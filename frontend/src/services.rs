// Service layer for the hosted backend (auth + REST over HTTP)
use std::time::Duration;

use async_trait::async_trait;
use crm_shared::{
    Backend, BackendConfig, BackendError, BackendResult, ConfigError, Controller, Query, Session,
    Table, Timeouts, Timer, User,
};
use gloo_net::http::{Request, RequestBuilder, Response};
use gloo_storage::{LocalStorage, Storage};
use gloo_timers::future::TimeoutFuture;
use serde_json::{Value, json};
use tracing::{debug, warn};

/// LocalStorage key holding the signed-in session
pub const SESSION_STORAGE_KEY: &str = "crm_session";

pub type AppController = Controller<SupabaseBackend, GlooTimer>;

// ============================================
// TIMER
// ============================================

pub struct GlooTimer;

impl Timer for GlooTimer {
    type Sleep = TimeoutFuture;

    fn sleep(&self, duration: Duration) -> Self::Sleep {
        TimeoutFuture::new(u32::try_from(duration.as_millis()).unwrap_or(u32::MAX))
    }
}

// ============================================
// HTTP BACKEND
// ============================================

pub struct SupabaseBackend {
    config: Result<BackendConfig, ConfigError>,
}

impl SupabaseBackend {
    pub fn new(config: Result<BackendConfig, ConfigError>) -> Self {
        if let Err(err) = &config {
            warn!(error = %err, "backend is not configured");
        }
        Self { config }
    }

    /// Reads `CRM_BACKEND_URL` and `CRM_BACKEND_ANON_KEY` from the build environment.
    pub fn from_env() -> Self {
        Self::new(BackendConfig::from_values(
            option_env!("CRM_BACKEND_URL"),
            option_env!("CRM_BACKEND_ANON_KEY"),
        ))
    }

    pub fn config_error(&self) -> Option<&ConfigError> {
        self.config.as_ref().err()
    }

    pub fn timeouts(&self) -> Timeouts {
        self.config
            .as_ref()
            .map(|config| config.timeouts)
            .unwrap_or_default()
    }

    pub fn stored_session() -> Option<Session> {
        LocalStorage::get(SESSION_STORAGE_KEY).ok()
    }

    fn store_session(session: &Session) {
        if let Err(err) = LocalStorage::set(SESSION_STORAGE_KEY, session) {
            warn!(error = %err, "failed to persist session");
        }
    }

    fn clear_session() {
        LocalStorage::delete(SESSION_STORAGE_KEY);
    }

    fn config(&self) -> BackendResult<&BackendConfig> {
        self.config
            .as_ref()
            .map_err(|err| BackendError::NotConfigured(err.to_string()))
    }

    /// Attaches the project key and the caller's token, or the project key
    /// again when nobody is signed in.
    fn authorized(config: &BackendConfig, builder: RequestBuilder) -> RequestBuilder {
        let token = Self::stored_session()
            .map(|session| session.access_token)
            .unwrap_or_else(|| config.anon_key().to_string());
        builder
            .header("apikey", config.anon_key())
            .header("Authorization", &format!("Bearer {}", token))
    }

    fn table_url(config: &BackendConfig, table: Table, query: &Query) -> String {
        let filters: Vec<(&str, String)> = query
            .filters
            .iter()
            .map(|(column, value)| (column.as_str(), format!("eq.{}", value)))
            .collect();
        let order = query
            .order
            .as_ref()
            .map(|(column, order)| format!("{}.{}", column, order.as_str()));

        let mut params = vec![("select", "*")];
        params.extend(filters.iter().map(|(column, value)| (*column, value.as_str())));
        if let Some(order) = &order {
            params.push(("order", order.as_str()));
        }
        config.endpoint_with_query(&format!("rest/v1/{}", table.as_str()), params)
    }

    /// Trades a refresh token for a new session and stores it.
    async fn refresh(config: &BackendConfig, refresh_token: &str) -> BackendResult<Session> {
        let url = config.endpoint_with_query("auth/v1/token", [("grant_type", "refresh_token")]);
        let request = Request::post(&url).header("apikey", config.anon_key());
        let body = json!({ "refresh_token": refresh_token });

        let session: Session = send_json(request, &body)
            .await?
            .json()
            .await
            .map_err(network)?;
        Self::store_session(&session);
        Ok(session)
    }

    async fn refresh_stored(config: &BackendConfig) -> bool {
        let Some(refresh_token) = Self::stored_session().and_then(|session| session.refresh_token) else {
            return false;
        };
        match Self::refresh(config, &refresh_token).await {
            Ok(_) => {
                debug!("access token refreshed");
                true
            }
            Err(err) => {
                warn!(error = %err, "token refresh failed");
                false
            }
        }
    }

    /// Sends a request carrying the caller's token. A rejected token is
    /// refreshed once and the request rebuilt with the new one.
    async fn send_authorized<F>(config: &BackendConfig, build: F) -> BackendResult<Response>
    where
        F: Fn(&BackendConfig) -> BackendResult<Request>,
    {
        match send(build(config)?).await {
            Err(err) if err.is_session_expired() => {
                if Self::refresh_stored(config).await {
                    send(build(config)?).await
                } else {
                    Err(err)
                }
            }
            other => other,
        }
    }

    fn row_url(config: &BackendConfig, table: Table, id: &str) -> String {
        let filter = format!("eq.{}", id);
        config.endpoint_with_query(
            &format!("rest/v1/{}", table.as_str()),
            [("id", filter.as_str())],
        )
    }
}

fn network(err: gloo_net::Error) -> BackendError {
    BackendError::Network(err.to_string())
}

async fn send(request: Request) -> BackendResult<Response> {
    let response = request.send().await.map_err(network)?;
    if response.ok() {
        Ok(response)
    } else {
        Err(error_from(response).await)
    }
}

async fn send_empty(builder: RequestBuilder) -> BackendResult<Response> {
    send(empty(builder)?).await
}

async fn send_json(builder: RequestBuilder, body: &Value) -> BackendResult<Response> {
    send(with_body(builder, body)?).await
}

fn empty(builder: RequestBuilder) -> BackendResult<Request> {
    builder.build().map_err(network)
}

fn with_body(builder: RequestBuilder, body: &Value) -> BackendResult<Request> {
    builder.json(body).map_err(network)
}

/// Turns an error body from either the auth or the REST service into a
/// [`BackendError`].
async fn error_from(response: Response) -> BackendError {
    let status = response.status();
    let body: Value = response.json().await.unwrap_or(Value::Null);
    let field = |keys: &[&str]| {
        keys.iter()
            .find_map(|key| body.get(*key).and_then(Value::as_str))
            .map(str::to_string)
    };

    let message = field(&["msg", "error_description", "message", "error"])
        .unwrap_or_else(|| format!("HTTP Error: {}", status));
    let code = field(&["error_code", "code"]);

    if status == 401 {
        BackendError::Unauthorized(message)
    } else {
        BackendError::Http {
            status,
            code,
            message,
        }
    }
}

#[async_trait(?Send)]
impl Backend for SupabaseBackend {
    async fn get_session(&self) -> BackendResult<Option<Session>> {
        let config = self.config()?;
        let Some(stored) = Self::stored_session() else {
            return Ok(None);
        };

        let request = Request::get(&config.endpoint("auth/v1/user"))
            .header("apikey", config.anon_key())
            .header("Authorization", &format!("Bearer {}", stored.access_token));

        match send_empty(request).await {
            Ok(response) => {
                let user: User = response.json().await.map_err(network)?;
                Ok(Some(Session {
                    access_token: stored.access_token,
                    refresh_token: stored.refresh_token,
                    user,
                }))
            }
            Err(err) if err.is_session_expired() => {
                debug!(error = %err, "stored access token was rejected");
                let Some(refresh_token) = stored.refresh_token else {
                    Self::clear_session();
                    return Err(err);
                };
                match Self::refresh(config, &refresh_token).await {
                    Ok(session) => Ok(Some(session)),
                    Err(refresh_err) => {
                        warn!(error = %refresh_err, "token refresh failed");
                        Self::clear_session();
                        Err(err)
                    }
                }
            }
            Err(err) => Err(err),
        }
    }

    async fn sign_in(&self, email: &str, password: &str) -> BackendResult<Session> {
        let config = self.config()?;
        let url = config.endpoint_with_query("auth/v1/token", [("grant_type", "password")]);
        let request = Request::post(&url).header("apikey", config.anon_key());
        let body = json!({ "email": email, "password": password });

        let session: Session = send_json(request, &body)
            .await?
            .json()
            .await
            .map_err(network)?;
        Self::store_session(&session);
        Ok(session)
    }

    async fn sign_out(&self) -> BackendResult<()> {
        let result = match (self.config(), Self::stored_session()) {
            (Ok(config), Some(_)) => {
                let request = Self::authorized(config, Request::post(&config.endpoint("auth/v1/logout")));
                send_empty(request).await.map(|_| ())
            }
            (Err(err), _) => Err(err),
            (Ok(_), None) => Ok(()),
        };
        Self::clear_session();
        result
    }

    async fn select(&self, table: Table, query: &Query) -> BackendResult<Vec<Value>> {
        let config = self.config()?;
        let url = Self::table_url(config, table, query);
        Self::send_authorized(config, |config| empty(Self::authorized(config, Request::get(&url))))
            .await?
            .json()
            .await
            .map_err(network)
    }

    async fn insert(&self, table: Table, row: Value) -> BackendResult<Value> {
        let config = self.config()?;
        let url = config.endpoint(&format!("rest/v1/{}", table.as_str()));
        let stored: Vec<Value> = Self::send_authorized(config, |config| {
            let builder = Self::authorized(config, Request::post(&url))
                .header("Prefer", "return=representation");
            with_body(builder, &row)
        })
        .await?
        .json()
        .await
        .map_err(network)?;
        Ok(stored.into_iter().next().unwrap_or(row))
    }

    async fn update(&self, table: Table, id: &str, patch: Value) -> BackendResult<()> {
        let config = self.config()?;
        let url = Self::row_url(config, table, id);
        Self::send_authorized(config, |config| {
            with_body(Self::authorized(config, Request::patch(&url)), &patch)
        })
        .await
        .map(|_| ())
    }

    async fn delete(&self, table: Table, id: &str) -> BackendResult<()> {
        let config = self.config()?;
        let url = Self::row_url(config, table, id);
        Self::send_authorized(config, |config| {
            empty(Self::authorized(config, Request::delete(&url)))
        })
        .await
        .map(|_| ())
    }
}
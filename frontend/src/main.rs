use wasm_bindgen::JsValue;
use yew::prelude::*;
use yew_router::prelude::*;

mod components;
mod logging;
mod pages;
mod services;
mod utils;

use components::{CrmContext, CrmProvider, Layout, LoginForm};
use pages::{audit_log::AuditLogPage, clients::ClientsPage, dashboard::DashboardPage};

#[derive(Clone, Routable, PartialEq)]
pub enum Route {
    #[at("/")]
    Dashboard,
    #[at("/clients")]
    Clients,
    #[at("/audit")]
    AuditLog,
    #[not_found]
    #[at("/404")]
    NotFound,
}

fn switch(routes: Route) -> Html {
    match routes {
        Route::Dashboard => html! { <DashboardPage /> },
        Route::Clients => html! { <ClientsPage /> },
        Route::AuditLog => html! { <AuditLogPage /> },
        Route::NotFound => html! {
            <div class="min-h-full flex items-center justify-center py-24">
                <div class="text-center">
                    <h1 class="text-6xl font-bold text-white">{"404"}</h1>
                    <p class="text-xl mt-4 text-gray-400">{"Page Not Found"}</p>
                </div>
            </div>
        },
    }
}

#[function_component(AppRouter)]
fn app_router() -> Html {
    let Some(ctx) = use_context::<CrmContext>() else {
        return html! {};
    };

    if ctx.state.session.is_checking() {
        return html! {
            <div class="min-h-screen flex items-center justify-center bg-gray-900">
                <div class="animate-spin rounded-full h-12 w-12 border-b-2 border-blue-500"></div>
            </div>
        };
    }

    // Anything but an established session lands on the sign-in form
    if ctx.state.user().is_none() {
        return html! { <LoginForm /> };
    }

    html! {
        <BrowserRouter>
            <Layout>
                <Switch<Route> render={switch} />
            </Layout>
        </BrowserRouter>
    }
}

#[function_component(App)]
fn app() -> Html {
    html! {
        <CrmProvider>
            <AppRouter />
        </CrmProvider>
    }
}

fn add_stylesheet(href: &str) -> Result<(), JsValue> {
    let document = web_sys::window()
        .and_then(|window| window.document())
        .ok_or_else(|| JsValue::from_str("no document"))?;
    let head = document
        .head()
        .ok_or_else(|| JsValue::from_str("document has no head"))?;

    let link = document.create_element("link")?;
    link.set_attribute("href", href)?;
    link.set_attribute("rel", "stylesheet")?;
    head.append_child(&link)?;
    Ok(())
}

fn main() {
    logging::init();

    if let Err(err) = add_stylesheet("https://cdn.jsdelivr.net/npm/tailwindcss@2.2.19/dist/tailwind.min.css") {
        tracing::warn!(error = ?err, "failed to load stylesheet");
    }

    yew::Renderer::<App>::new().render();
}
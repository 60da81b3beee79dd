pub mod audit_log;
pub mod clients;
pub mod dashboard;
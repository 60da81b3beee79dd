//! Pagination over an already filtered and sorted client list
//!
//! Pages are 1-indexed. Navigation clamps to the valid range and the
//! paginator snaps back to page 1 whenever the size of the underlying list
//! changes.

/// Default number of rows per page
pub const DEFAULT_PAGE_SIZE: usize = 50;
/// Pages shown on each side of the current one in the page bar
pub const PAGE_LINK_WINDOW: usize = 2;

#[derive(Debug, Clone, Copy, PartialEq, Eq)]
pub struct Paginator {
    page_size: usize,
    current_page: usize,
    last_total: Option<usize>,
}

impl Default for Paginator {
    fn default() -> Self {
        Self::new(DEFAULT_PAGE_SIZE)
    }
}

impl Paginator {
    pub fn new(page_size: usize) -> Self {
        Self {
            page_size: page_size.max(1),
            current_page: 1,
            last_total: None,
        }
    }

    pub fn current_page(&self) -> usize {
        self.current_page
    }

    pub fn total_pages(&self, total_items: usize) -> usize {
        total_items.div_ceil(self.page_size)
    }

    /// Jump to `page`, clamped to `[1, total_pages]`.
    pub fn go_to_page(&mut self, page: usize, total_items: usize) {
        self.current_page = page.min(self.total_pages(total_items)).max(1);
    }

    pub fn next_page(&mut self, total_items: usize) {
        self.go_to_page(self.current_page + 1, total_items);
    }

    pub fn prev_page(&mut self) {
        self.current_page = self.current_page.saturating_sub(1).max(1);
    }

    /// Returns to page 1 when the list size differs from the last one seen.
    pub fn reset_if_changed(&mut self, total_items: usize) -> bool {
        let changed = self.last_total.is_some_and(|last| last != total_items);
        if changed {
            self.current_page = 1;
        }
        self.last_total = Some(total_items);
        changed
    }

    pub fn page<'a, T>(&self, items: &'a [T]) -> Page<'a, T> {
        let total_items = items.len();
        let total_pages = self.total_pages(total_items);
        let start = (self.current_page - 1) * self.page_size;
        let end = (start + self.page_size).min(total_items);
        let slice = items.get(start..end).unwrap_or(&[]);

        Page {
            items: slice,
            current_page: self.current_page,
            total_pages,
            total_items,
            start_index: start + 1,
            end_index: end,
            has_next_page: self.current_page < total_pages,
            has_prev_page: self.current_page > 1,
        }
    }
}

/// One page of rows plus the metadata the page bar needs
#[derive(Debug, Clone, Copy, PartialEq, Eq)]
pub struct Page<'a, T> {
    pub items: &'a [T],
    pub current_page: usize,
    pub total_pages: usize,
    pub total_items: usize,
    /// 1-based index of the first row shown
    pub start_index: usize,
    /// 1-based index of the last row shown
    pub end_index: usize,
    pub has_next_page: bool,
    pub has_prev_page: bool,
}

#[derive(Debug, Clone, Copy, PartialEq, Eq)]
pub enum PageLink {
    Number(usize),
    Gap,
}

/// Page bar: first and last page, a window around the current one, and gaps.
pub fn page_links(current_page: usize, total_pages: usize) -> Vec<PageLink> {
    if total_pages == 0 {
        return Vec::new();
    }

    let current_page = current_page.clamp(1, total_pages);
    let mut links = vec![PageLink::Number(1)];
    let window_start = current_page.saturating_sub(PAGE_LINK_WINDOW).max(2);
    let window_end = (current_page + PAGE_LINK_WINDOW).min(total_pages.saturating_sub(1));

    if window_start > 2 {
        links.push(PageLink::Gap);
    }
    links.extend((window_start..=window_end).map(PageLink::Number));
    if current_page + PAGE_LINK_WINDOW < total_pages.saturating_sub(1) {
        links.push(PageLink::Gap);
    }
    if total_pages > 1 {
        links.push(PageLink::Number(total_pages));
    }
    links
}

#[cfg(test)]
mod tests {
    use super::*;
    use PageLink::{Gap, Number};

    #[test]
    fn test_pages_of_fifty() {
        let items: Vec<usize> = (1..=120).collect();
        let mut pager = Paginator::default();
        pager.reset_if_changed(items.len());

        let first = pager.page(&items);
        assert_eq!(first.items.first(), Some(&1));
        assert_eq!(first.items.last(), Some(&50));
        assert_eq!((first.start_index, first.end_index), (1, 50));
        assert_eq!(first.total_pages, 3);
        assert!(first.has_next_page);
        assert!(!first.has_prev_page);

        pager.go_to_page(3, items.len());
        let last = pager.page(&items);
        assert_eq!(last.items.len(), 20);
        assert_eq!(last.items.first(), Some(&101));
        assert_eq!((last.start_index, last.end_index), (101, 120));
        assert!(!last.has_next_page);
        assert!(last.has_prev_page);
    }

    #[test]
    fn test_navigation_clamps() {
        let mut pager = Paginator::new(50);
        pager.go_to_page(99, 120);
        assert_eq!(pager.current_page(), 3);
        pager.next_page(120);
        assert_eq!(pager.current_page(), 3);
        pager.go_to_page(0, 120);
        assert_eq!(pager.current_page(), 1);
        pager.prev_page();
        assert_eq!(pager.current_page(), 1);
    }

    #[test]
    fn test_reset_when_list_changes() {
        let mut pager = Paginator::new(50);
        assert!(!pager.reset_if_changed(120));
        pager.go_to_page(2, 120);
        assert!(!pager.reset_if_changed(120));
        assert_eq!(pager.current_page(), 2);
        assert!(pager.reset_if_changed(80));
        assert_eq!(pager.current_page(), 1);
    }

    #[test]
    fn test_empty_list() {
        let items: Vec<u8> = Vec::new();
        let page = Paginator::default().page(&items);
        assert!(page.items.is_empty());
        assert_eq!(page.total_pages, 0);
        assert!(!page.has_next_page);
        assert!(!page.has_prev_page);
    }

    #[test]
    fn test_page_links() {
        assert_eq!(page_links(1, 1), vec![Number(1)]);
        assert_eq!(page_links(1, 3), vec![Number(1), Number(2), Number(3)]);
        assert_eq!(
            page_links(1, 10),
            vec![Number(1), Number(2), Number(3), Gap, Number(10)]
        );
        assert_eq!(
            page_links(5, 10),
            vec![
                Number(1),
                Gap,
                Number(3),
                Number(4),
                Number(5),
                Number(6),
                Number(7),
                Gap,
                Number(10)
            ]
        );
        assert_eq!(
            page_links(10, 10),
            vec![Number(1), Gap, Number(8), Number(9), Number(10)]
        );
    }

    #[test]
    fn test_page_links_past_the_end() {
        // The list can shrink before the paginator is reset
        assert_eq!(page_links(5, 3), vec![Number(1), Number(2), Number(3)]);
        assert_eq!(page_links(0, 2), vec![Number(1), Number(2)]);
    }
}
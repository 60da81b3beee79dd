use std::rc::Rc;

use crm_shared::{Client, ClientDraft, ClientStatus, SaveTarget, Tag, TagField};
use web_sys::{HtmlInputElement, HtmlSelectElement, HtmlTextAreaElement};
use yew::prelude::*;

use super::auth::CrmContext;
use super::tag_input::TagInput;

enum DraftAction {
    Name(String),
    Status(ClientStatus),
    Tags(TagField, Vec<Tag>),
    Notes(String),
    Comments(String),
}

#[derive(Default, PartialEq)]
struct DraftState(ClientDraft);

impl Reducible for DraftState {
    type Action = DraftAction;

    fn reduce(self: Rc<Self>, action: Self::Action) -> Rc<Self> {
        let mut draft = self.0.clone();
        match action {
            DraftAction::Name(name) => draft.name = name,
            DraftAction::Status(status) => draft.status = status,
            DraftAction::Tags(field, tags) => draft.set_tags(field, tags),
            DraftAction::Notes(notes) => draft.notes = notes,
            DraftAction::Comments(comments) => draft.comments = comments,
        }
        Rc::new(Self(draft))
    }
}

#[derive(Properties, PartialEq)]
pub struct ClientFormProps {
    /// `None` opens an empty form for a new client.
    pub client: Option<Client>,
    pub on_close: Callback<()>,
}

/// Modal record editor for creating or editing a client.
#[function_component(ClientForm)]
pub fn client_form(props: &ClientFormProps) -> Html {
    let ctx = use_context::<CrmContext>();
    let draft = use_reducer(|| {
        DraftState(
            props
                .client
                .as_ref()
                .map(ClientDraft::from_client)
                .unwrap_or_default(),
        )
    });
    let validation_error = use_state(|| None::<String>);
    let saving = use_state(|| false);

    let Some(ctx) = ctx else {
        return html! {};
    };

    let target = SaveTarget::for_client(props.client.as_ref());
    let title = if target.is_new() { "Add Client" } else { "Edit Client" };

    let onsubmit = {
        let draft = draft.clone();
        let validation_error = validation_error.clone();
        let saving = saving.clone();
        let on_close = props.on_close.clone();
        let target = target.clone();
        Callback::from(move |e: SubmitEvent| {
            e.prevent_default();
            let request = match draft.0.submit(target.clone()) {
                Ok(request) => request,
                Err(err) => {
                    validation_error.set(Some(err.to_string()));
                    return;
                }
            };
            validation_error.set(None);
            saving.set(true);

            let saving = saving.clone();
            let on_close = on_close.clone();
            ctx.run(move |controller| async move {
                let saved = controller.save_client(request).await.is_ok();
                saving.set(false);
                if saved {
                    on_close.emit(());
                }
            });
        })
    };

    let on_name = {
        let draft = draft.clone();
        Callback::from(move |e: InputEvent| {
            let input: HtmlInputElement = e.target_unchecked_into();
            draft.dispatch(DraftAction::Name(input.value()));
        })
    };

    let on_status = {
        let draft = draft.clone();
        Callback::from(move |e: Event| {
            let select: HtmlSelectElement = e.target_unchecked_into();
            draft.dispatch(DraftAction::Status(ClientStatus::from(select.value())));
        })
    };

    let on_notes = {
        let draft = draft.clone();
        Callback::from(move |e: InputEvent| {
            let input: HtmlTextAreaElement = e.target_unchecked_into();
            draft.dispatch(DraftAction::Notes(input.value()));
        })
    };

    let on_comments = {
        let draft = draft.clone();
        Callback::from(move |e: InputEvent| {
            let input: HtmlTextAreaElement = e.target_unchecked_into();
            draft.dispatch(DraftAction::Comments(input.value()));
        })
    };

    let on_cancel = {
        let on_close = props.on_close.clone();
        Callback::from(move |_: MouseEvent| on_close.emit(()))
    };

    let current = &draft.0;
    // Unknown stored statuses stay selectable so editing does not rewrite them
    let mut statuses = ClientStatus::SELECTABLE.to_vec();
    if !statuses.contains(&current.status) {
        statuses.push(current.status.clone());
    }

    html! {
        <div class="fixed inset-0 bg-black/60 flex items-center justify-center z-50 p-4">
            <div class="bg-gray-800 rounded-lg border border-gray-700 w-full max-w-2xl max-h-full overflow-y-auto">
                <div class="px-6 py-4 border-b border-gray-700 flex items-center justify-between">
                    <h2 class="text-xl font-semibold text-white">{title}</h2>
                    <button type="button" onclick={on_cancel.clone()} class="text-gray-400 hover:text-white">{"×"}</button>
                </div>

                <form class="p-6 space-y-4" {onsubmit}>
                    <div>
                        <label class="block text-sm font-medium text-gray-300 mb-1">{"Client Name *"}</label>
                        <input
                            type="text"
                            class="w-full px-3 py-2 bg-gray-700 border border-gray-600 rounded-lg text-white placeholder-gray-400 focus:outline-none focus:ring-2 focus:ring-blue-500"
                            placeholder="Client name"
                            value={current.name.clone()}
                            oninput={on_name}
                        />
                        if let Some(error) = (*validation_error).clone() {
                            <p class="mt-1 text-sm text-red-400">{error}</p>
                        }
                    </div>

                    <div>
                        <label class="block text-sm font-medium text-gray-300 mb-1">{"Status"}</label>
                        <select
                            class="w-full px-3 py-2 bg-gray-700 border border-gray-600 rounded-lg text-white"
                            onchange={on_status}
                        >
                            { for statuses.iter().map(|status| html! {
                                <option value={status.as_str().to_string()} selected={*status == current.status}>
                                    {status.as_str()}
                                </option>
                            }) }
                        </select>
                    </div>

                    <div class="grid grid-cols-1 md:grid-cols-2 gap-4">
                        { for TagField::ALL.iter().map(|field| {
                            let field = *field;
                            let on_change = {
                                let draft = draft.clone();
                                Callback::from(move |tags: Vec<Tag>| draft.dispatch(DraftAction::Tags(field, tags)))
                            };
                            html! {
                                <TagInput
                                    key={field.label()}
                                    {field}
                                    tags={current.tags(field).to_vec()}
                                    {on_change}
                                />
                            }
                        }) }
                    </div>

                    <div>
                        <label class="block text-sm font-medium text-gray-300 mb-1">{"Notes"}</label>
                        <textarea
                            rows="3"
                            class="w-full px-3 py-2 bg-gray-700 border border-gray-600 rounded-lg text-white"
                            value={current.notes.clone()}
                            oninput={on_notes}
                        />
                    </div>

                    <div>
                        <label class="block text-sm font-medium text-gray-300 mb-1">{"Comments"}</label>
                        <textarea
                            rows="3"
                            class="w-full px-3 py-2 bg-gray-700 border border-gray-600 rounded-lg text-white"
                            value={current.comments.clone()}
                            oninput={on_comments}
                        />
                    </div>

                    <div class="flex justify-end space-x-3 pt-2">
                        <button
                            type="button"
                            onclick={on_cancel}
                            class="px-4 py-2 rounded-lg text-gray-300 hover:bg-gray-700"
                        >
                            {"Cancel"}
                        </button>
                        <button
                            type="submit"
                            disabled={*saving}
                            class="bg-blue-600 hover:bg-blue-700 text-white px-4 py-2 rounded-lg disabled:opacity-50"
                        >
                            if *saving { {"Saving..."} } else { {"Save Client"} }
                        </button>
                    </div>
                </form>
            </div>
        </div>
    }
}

_Exercise aim_.
Retype the records above, but only those lines that fall between the line containing "REST over HTTP)" and the line containing "type Sleep = TimeoutFuture;", with both of those lines included, exactly as written.

_Reply to the exercise_.
// Service layer for the hosted backend (auth + REST over HTTP)
use std::time::Duration;

use async_trait::async_trait;
use crm_shared::{
    Backend, BackendConfig, BackendError, BackendResult, ConfigError, Controller, Query, Session,
    Table, Timeouts, Timer, User,
};
use gloo_net::http::{Request, RequestBuilder, Response};
use gloo_storage::{LocalStorage, Storage};
use gloo_timers::future::TimeoutFuture;
use serde_json::{Value, json};
use tracing::{debug, warn};

/// LocalStorage key holding the signed-in session
pub const SESSION_STORAGE_KEY: &str = "crm_session";

pub type AppController = Controller<SupabaseBackend, GlooTimer>;

// ============================================
// TIMER
// ============================================

pub struct GlooTimer;

impl Timer for GlooTimer {
    type Sleep = TimeoutFuture;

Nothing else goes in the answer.